Dr Ashfaque Hasan Khan, former advisor to the finance ministry and a renowned economist, said the rise in domestic petroleum prices was linked with the international energy prices, as the demand was accelerating across the world due to the economic recovery from the coronavirus pandemic, but it was currency devaluation which was sending inflation soaring in the country.
“The government increases prices of petroleum products to raise the collection from petroleum development levy,” Hasan said.
He sees a 50bps rise in the policy rate at the SBP’s upcoming policy review scheduled for November 26. However, he said there was no justification for a hike, as urban core inflation recorded at 6 percent year-on-year in September.
Analysts think the increase in energy prices and electricity tariff adjustments was making the government unpopular among the masses, but the government would still meet the tough conditions put down by the International Monetary Fund (IMF) to revive the $6 billion loan programme.
Pakistan would gain forex liquidity, multilateral financing, FATF, and political acceptance for financial discipline in case the IMF loan facility resumes. Samiullah Tariq, the head of research at Pak-Kuwait Investment Company said inflation should remain in the SBP’s defined range of 7-9 percent.
“In my view, interest rates would increase by another 25bps in the next monetary policy. Further increase would depend upon the direction of global commodity prices,” he added.
Similarly, Tahir Abbas, Head of Research at Arif Habib Limited, said, “The higher oil prices would have negative impact on our balance of payment as petroleum imports comprise around 25 percent of our total imports. We expect inflation to remain 9-9.25 percent in FY22. On the interest rates, our projection is 8.5 percent by the end of FY22.”
CPI inflation was 9.0 percent in September.
The SBP hiked the policy rate by 25 basis points to 7.25 percent last month.

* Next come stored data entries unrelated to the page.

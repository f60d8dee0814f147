//! Command definitions
//!
//! Commands represent intentions to change the system state.

use serde::{Deserialize, Serialize};

use crate::domain::Wallet;

// =========================================================================
// TransferCommand
// =========================================================================

/// Command to move `amount` from one wallet to another
#[derive(Debug, Clone, PartialEq, Eq, Serialize, Deserialize)]
pub struct TransferCommand {
    pub from_address: String,
    pub to_address: String,
    pub amount: i64,
}

impl TransferCommand {
    pub fn new(from_address: impl Into<String>, to_address: impl Into<String>, amount: i64) -> Self {
        Self {
            from_address: from_address.into(),
            to_address: to_address.into(),
            amount,
        }
    }

    /// Addresses in canonical lock order: smaller first.
    ///
    /// Every transfer over the same pair locks in the same order whatever its
    /// direction. Meaningless for a self-transfer, which is rejected earlier.
    pub fn lock_order(&self) -> [&str; 2] {
        let (from, to) = (self.from_address.as_str(), self.to_address.as_str());
        if from < to {
            [from, to]
        } else {
            [to, from]
        }
    }
}

// =========================================================================
// InitializeWalletCommand
// =========================================================================

/// Command to create a wallet if its address is not taken yet
#[derive(Debug, Clone, PartialEq, Eq, Serialize, Deserialize)]
pub struct InitializeWalletCommand {
    pub address: String,
    pub balance: i64,
}

impl InitializeWalletCommand {
    pub fn new(address: impl Into<String>, balance: i64) -> Self {
        Self {
            address: address.into(),
            balance,
        }
    }
}

/// Result of a wallet initialization
#[derive(Debug, Clone, Serialize, Deserialize)]
pub struct InitializeWalletResult {
    /// `false` when the address already existed and nothing changed
    pub created: bool,
    /// The wallet as currently stored
    pub wallet: Wallet,
}
impl<S: AccountStore> TransferEngine<S> {
    pub fn new(store: S) -> Self {
        Self { store }
    }

    pub fn store(&self) -> &S {
        &self.store
    }

    /// Transfer `amount` from `from_address` to `to_address`.
    ///
    /// Returns the sender wallet with its new balance.
    pub async fn transfer(
        &self,
        from_address: &str,
        to_address: &str,
        amount: i64,
    ) -> Result<Wallet, TransferError> {
        let command = TransferCommand::new(from_address, to_address, amount);
        self.execute(command, &CancellationToken::new()).await
    }

    /// Execute a transfer, giving up with [`TransferError::Cancelled`] if no
    /// commit happened within `timeout`.
    pub async fn execute_with_timeout(
        &self,
        command: TransferCommand,
        timeout: Duration,
    ) -> Result<Wallet, TransferError> {
        let cancel = CancellationToken::new();
        let abort = Abort {
            cancel: &cancel,
            deadline: Some(Instant::now() + timeout),
        };
        self.run(command, abort).await
    }

    /// Execute a transfer command.
    ///
    /// `cancel` is honored before the transaction opens, while waiting for a
    /// connection and for each row lock, and right before commit. A
    /// cancelled transfer is rolled back.
    pub async fn execute(
        &self,
        command: TransferCommand,
        cancel: &CancellationToken,
    ) -> Result<Wallet, TransferError> {
        let abort = Abort {
            cancel,
            deadline: None,
        };
        self.run(command, abort).await
    }

    #[tracing::instrument(
        name = "transfer",
        skip(self, command, abort),
        fields(
            from = %command.from_address,
            to = %command.to_address,
            amount = command.amount,
        )
    )]
    async fn run(&self, command: TransferCommand, abort: Abort<'_>) -> Result<Wallet, TransferError> {
        if let Err(err) = validate(&command) {
            debug!(error = %err, "Transfer rejected");
            return Err(err);
        }
        if abort.is_set() {
            return Err(TransferError::Cancelled);
        }

        let mut tx = tokio::select! {
            biased;
            _ = abort.wait() => {
                debug!("Transfer cancelled while opening a transaction");
                return Err(TransferError::Cancelled);
            }
            tx = self.store.begin() => tx.map_err(store_failure)?,
        };

        let sender = match apply(&mut tx, &command, &abort).await {
            Ok(sender) => sender,
            Err(err) => {
                rollback(tx).await;
                log_failure(&err);
                return Err(err);
            }
        };

        if abort.is_set() {
            rollback(tx).await;
            debug!("Transfer cancelled before commit");
            return Err(TransferError::Cancelled);
        }

        tx.commit().await.map_err(store_failure)?;

        info!(
            sender_balance = sender.balance,
            sender_version = sender.version,
            "Transfer committed"
        );
        Ok(sender)
    }

    /// Non-locking read of the committed wallet at `address`.
    pub async fn wallet(&self, address: &str) -> Result<Option<Wallet>, StoreError> {
        self.store.find_by_address(address).await
    }
}
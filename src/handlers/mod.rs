//! Command Handlers module
//!
//! The transfer engine and the wallet initializer. Both are generic over the
//! account store they run against.

mod commands;
mod transfer_handler;
mod wallet_handler;


pub use commands::*;
pub use transfer_handler::TransferEngine;
pub use wallet_handler::WalletInitializer;
//! Domain module
//!
//! Core domain types: the wallet entity and the error taxonomy.

pub mod error;
pub mod wallet;

pub use error::{TransferError, WalletError};
pub use wallet::Wallet;
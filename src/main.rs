//! walletLedger - bootstrap
//!
//! Connects to the database, makes sure the schema exists and initializes
//! the default wallet. Request dispatch lives elsewhere and calls into
//! `TransferEngine`.

use tracing_subscriber::{layer::SubscriberExt, util::SubscriberInitExt};

use wallet_ledger::handlers::InitializeWalletCommand;
use wallet_ledger::{db, AppError, Config, PgAccountStore, WalletInitializer};

/// Initialize tracing/logging
fn init_tracing() {
    tracing_subscriber::registry()
        .with(
            tracing_subscriber::EnvFilter::try_from_default_env()
                .unwrap_or_else(|_| "wallet_ledger=debug".into()),
        )
        .with(tracing_subscriber::fmt::layer())
        .init();
}

#[tokio::main]
async fn main() -> anyhow::Result<()> {
    // Load environment variables
    dotenvy::dotenv().ok();

    init_tracing();

    let config = Config::from_env()?;

    tracing::info!("Connecting to database...");
    let pool = db::connect(&config).await?;

    db::ensure_schema(&pool).await?;
    if !db::check_schema(&pool).await? {
        return Err(AppError::Schema("wallets table missing".to_string()).into());
    }
    tracing::info!("Database connected successfully");

    let store = PgAccountStore::new(pool.clone());
    let initializer = WalletInitializer::new(store);
    let result = initializer
        .execute(InitializeWalletCommand::new(
            config.default_wallet_address.as_str(),
            config.default_wallet_balance,
        ))
        .await
        .map_err(AppError::from)?;

    tracing::info!(
        address = %result.wallet.address,
        balance = result.wallet.balance,
        created = result.created,
        "Default wallet initialized"
    );

    pool.close().await;
    Ok(())
}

“This robust recovery in domestic demand, coupled with higher international commodity prices, is leading to a strong pick-up in imports and a rise in the current account deficit. While year-on-year inflation has declined since June, rising demand pressures together with higher imported inflation could begin to manifest in inflation readings later in the fiscal year,” the SBP said in the last monetary policy statement.
“Looking ahead, the inflation outlook largely depends on the path of domestic demand and administered prices, notably fuel and electricity, as well as global commodity prices. The MPC will continue to carefully monitor developments affecting medium-term prospects for inflation, financial stability, and growth and stands ready to respond appropriately,” it added.